Following Ken Fisher’s comments at the Tiburon CEO Summit in early October — which included references to convicted sex offender Jeffrey Epstein and drug use and comparing luring clients to “trying to get into a girl’s pants” — several pension funds, starting with the Bureau of Investments of Michigan’s Department of Treasury, as well as Fidelity Investments and Goldman Sachs, quickly severed their relationship with Fisher Investments.
But the firm’s assets in fact grew in the wake of the comments, from around $110 billion on Oct. 8, when Alex Chalekian, the founder and CEO of Lake Avenue Financial, posted a video on Twitter describing Fisher’s comments as “horrifying” and “inappropriate," to around $115 billion by the end of October, the Financial Times writes.
And that was “equal parts net inflows of new client assets and rising market value of assets,” John Dillard, senior vice-president at Fisher, told the FT last week.

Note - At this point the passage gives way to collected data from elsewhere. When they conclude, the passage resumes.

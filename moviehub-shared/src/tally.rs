/// Vote arithmetic for the movie aggregate
///
/// A movie stores denormalized `upvotes`, `downvotes` and `vote_score`
/// counters so that sorting by score never aggregates the ledger. This module
/// holds the pure part of keeping those counters equal to the ledger: given a
/// user's previous vote and the vote they are casting now, it decides what
/// happens to the ledger row and by how much each counter moves.
///
/// The database path in [`crate::models::vote`] applies exactly these deltas,
/// so the same rules are exercised by the property tests without a database.
///
/// # Example
///
/// ```
/// use moviehub_shared::tally::{VoteCounters, VoteTransition, VoteType};
///
/// let counters = VoteCounters::default();
///
/// let first = VoteTransition::between(None, VoteType::Up);
/// let counters = counters.apply(first.delta());
/// assert_eq!((counters.upvotes, counters.downvotes, counters.vote_score), (1, 0, 1));
///
/// let flip = VoteTransition::between(Some(VoteType::Up), VoteType::Down);
/// let counters = counters.apply(flip.delta());
/// assert_eq!((counters.upvotes, counters.downvotes, counters.vote_score), (0, 1, -1));
/// ```

use serde::{Deserialize, Serialize};

/// Rejected vote sign
#[derive(Debug, Clone, Copy, PartialEq, Eq, thiserror::Error)]
#[error("Vote type must be 1 or -1, got {0}")]
pub struct InvalidVoteType(pub i64);

/// Direction of a vote, stored as `1` / `-1`
#[derive(Debug, Clone, Copy, PartialEq, Eq, Hash, Serialize, Deserialize)]
#[serde(try_from = "i64", into = "i16")]
pub enum VoteType {
    /// Upvote (+1)
    Up,

    /// Downvote (-1)
    Down,
}

impl VoteType {
    /// Wire and storage representation
    pub fn as_i16(self) -> i16 {
        match self {
            VoteType::Up => 1,
            VoteType::Down => -1,
        }
    }

    /// The opposite direction
    pub fn opposite(self) -> Self {
        match self {
            VoteType::Up => VoteType::Down,
            VoteType::Down => VoteType::Up,
        }
    }
}

impl TryFrom<i64> for VoteType {
    type Error = InvalidVoteType;

    fn try_from(value: i64) -> Result<Self, Self::Error> {
        match value {
            1 => Ok(VoteType::Up),
            -1 => Ok(VoteType::Down),
            other => Err(InvalidVoteType(other)),
        }
    }
}

impl TryFrom<i16> for VoteType {
    type Error = InvalidVoteType;

    fn try_from(value: i16) -> Result<Self, Self::Error> {
        VoteType::try_from(i64::from(value))
    }
}

impl From<VoteType> for i16 {
    fn from(vote_type: VoteType) -> Self {
        vote_type.as_i16()
    }
}

/// Relative change to a movie's counters
#[derive(Debug, Clone, Copy, Default, PartialEq, Eq)]
pub struct CounterDelta {
    pub upvotes: i32,
    pub downvotes: i32,
}

impl CounterDelta {
    /// Change in `vote_score` implied by this delta
    pub fn score(&self) -> i32 {
        self.upvotes - self.downvotes
    }

    pub fn is_zero(&self) -> bool {
        self.upvotes == 0 && self.downvotes == 0
    }

    fn bump(vote_type: VoteType, by: i32) -> Self {
        match vote_type {
            VoteType::Up => CounterDelta {
                upvotes: by,
                downvotes: 0,
            },
            VoteType::Down => CounterDelta {
                upvotes: 0,
                downvotes: by,
            },
        }
    }

    fn plus(self, other: CounterDelta) -> Self {
        CounterDelta {
            upvotes: self.upvotes + other.upvotes,
            downvotes: self.downvotes + other.downvotes,
        }
    }
}

/// Aggregate counters stored on a movie
///
/// `vote_score` is always `upvotes - downvotes`; the only constructors keep
/// it that way.
#[derive(Debug, Clone, Copy, Default, PartialEq, Eq, Serialize, Deserialize, sqlx::FromRow)]
pub struct VoteCounters {
    pub upvotes: i32,
    pub downvotes: i32,
    pub vote_score: i32,
}

impl VoteCounters {
    pub fn new(upvotes: i32, downvotes: i32) -> Self {
        Self {
            upvotes,
            downvotes,
            vote_score: upvotes - downvotes,
        }
    }

    /// Counters after applying `delta`
    pub fn apply(self, delta: CounterDelta) -> Self {
        Self::new(self.upvotes + delta.upvotes, self.downvotes + delta.downvotes)
    }

    /// Whether the stored score agrees with the two counters
    pub fn is_consistent(&self) -> bool {
        self.vote_score == self.upvotes - self.downvotes
    }
}

/// What a cast does to the ledger row for one (user, movie) pair
#[derive(Debug, Clone, Copy, PartialEq, Eq)]
pub enum VoteTransition {
    /// No previous vote: insert a new row
    Insert(VoteType),

    /// Same direction as before: nothing changes
    Unchanged(VoteType),

    /// Opposite direction: flip the stored sign in place
    Flip { from: VoteType, to: VoteType },
}

impl VoteTransition {
    /// Decides the transition from the user's existing vote to `requested`
    pub fn between(existing: Option<VoteType>, requested: VoteType) -> Self {
        match existing {
            None => VoteTransition::Insert(requested),
            Some(previous) if previous == requested => VoteTransition::Unchanged(requested),
            Some(previous) => VoteTransition::Flip {
                from: previous,
                to: requested,
            },
        }
    }

    /// Counter movement for this transition
    pub fn delta(&self) -> CounterDelta {
        match *self {
            VoteTransition::Insert(vote_type) => CounterDelta::bump(vote_type, 1),
            VoteTransition::Unchanged(_) => CounterDelta::default(),
            VoteTransition::Flip { from, to } => {
                CounterDelta::bump(from, -1).plus(CounterDelta::bump(to, 1))
            }
        }
    }

    /// The sign stored in the ledger once the transition is applied
    pub fn resulting_vote(&self) -> VoteType {
        match *self {
            VoteTransition::Insert(vote_type) | VoteTransition::Unchanged(vote_type) => vote_type,
            VoteTransition::Flip { to, .. } => to,
        }
    }
}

In the past several weeks, Fisher Investments had $3 billion in net inflows from “institutional investors, private clients and 401(k) [retirement savings] plan sponsors,” Dillard told the paper.
“The firm is on track to have increased assets under management at the end of November,” Dillard said.
Dillard also said that Fisher’s remarks were mischaracterized, according to the paper.
“At the investment conference, Mr. Fisher compared the sales approach of some asset managers to a lewd and inappropriate proposition to ‘get in a woman’s pants’ in a bar. He has since apologized for his choice of words,” Dillard told the FT.